───── PROVIDED DATA ─────

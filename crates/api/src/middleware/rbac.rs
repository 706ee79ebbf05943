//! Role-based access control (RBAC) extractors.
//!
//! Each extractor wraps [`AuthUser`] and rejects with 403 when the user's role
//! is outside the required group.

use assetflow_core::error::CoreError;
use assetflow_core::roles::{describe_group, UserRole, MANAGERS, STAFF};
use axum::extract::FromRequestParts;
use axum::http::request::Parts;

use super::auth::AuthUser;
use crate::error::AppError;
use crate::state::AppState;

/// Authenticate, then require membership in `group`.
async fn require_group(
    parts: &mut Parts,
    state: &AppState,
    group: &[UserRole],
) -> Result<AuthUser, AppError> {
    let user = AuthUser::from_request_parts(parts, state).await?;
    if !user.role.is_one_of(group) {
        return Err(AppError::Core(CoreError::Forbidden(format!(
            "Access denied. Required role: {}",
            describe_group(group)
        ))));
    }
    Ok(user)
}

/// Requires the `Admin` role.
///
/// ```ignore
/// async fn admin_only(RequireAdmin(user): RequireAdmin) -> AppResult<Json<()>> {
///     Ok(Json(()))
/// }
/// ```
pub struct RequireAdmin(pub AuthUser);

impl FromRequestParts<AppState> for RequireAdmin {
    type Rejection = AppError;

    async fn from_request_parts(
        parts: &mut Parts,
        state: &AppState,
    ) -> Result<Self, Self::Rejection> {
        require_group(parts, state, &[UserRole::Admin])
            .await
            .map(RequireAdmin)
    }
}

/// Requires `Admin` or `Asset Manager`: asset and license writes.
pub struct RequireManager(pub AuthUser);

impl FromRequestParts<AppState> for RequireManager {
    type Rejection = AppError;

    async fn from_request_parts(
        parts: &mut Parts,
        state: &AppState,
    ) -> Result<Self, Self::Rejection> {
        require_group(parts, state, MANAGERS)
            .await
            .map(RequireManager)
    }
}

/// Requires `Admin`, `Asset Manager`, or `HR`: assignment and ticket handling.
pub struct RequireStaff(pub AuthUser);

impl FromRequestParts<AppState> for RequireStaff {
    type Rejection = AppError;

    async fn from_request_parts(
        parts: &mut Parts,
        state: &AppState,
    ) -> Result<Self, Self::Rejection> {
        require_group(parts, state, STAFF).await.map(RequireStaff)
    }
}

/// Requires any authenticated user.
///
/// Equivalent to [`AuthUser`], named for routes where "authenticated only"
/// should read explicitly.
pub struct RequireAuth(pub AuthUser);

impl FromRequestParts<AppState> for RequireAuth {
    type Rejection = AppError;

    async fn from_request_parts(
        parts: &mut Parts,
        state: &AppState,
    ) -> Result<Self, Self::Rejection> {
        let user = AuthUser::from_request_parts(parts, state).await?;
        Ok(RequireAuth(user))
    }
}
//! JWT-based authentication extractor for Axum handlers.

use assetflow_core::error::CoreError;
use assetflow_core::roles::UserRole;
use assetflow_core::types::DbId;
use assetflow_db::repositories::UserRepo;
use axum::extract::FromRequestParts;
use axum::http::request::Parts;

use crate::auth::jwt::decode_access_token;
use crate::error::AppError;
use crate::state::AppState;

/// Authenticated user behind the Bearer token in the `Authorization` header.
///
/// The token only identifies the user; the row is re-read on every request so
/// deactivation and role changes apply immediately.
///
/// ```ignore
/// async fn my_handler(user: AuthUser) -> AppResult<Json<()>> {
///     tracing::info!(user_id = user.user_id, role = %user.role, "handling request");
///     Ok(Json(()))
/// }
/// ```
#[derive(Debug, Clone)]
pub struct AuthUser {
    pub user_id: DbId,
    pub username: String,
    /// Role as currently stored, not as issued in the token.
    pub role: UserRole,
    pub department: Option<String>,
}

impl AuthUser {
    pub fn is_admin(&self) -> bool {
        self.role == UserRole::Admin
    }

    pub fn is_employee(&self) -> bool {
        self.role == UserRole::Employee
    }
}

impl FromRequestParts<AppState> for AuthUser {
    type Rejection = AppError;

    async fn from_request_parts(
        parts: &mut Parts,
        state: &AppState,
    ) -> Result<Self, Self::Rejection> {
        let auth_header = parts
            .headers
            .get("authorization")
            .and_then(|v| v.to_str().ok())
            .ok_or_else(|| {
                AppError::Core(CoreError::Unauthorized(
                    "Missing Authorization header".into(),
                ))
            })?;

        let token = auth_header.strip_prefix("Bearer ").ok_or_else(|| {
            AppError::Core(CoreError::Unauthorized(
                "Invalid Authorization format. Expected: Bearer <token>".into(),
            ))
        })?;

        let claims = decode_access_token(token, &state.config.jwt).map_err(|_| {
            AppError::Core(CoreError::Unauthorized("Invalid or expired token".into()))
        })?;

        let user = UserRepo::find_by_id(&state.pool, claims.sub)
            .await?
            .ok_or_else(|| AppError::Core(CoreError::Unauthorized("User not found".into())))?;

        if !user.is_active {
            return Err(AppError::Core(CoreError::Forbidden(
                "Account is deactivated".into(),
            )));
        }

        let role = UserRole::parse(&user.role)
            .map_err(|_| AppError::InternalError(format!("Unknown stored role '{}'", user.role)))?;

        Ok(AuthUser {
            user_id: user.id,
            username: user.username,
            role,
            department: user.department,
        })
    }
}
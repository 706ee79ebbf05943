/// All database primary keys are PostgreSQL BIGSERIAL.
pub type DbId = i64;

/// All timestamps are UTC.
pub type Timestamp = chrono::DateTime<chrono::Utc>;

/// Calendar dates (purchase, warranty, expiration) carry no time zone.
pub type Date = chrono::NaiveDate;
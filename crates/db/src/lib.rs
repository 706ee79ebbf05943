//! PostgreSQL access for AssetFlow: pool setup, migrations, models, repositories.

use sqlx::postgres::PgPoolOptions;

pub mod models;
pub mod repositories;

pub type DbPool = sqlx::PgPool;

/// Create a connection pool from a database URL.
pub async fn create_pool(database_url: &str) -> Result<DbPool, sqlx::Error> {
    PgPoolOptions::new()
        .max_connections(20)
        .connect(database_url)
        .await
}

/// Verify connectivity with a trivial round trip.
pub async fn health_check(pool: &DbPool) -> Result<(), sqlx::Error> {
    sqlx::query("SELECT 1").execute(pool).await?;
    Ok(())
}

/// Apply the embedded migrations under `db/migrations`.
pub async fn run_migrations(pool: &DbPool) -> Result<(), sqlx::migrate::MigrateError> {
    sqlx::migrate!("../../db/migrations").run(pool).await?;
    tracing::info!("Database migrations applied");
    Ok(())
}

─────

# TASK REQUIREMENTS
Each record shown above must be reproduced exactly.

# SOLUTION TO THIS PROBLEM
filename crates/api/src/middleware/rbac.rs
repository 706ee79ebbf05943
//! Role-based access control (RBAC) extractors.
//!
//! Each extractor wraps [`AuthUser`] and rejects with 403 when the user's role
//! is outside the required group.

use assetflow_core::error::CoreError;
use assetflow_core::roles::{describe_group, UserRole, MANAGERS, STAFF};
use axum::extract::FromRequestParts;
use axum::http::request::Parts;

use super::auth::AuthUser;
use crate::error::AppError;
use crate::state::AppState;

/// Authenticate, then require membership in `group`.
async fn require_group(
    parts: &mut Parts,
    state: &AppState,
    group: &[UserRole],
) -> Result<AuthUser, AppError> {
    let user = AuthUser::from_request_parts(parts, state).await?;
    if !user.role.is_one_of(group) {
        return Err(AppError::Core(CoreError::Forbidden(format!(
            "Access denied. Required role: {}",
            describe_group(group)
        ))));
    }
    Ok(user)
}

/// Requires the `Admin` role.
///
/// ```ignore
/// async fn admin_only(RequireAdmin(user): RequireAdmin) -> AppResult<Json<()>> {
///     Ok(Json(()))
/// }
/// ```
pub struct RequireAdmin(pub AuthUser);

impl FromRequestParts<AppState> for RequireAdmin {
    type Rejection = AppError;

    async fn from_request_parts(
        parts: &mut Parts,
        state: &AppState,
    ) -> Result<Self, Self::Rejection> {
        require_group(parts, state, &[UserRole::Admin])
            .await
            .map(RequireAdmin)
    }
}

/// Requires `Admin` or `Asset Manager`: asset and license writes.
pub struct RequireManager(pub AuthUser);

impl FromRequestParts<AppState> for RequireManager {
    type Rejection = AppError;

    async fn from_request_parts(
        parts: &mut Parts,
        state: &AppState,
    ) -> Result<Self, Self::Rejection> {
        require_group(parts, state, MANAGERS)
            .await
            .map(RequireManager)
    }
}

/// Requires `Admin`, `Asset Manager`, or `HR`: assignment and ticket handling.
pub struct RequireStaff(pub AuthUser);

impl FromRequestParts<AppState> for RequireStaff {
    type Rejection = AppError;

    async fn from_request_parts(
        parts: &mut Parts,
        state: &AppState,
    ) -> Result<Self, Self::Rejection> {
        require_group(parts, state, STAFF).await.map(RequireStaff)
    }
}

/// Requires any authenticated user.
///
/// Equivalent to [`AuthUser`], named for routes where "authenticated only"
/// should read explicitly.
pub struct RequireAuth(pub AuthUser);

impl FromRequestParts<AppState> for RequireAuth {
    type Rejection = AppError;

    async fn from_request_parts(
        parts: &mut Parts,
        state: &AppState,
    ) -> Result<Self, Self::Rejection> {
        let user = AuthUser::from_request_parts(parts, state).await?;
        Ok(RequireAuth(user))
    }
}
//! JWT-based authentication extractor for Axum handlers.

use assetflow_core::error::CoreError;
use assetflow_core::roles::UserRole;
use assetflow_core::types::DbId;
use assetflow_db::repositories::UserRepo;
use axum::extract::FromRequestParts;
use axum::http::request::Parts;

use crate::auth::jwt::decode_access_token;
use crate::error::AppError;
use crate::state::AppState;

/// Authenticated user behind the Bearer token in the `Authorization` header.
///
/// The token only identifies the user; the row is re-read on every request so
/// deactivation and role changes apply immediately.
///
/// ```ignore
/// async fn my_handler(user: AuthUser) -> AppResult<Json<()>> {
///     tracing::info!(user_id = user.user_id, role = %user.role, "handling request");
///     Ok(Json(()))
/// }
/// ```
#[derive(Debug, Clone)]
pub struct AuthUser {
    pub user_id: DbId,
    pub username: String,
    /// Role as currently stored, not as issued in the token.
    pub role: UserRole,
    pub department: Option<String>,
}

impl AuthUser {
    pub fn is_admin(&self) -> bool {
        self.role == UserRole::Admin
    }

    pub fn is_employee(&self) -> bool {
        self.role == UserRole::Employee
    }
}

impl FromRequestParts<AppState> for AuthUser {
    type Rejection = AppError;

    async fn from_request_parts(
        parts: &mut Parts,
        state: &AppState,
    ) -> Result<Self, Self::Rejection> {
        let auth_header = parts
            .headers
            .get("authorization")
            .and_then(|v| v.to_str().ok())
            .ok_or_else(|| {
                AppError::Core(CoreError::Unauthorized(
                    "Missing Authorization header".into(),
                ))
            })?;

        let token = auth_header.strip_prefix("Bearer ").ok_or_else(|| {
            AppError::Core(CoreError::Unauthorized(
                "Invalid Authorization format. Expected: Bearer <token>".into(),
            ))
        })?;

        let claims = decode_access_token(token, &state.config.jwt).map_err(|_| {
            AppError::Core(CoreError::Unauthorized("Invalid or expired token".into()))
        })?;

        let user = UserRepo::find_by_id(&state.pool, claims.sub)
            .await?
            .ok_or_else(|| AppError::Core(CoreError::Unauthorized("User not found".into())))?;

        if !user.is_active {
            return Err(AppError::Core(CoreError::Forbidden(
                "Account is deactivated".into(),
            )));
        }

        let role = UserRole::parse(&user.role)
            .map_err(|_| AppError::InternalError(format!("Unknown stored role '{}'", user.role)))?;

        Ok(AuthUser {
            user_id: user.id,
            username: user.username,
            role,
            department: user.department,
        })
    }
}
repository 706ee79ebbf05943
/// All database primary keys are PostgreSQL BIGSERIAL.
pub type DbId = i64;

/// All timestamps are UTC.
pub type Timestamp = chrono::DateTime<chrono::Utc>;

/// Calendar dates (purchase, warranty, expiration) carry no time zone.
pub type Date = chrono::NaiveDate;
filename crates/db/src/lib.rs
repository 706ee79ebbf05943
//! PostgreSQL access for AssetFlow: pool setup, migrations, models, repositories.

use sqlx::postgres::PgPoolOptions;

pub mod models;
pub mod repositories;

pub type DbPool = sqlx::PgPool;

/// Create a connection pool from a database URL.
pub async fn create_pool(database_url: &str) -> Result<DbPool, sqlx::Error> {
    PgPoolOptions::new()
        .max_connections(20)
        .connect(database_url)
        .await
}

/// Verify connectivity with a trivial round trip.
pub async fn health_check(pool: &DbPool) -> Result<(), sqlx::Error> {
    sqlx::query("SELECT 1").execute(pool).await?;
    Ok(())
}

/// Apply the embedded migrations under `db/migrations`.
pub async fn run_migrations(pool: &DbPool) -> Result<(), sqlx::migrate::MigrateError> {
    sqlx::migrate!("../../db/migrations").run(pool).await?;
    tracing::info!("Database migrations applied");
    Ok(())
}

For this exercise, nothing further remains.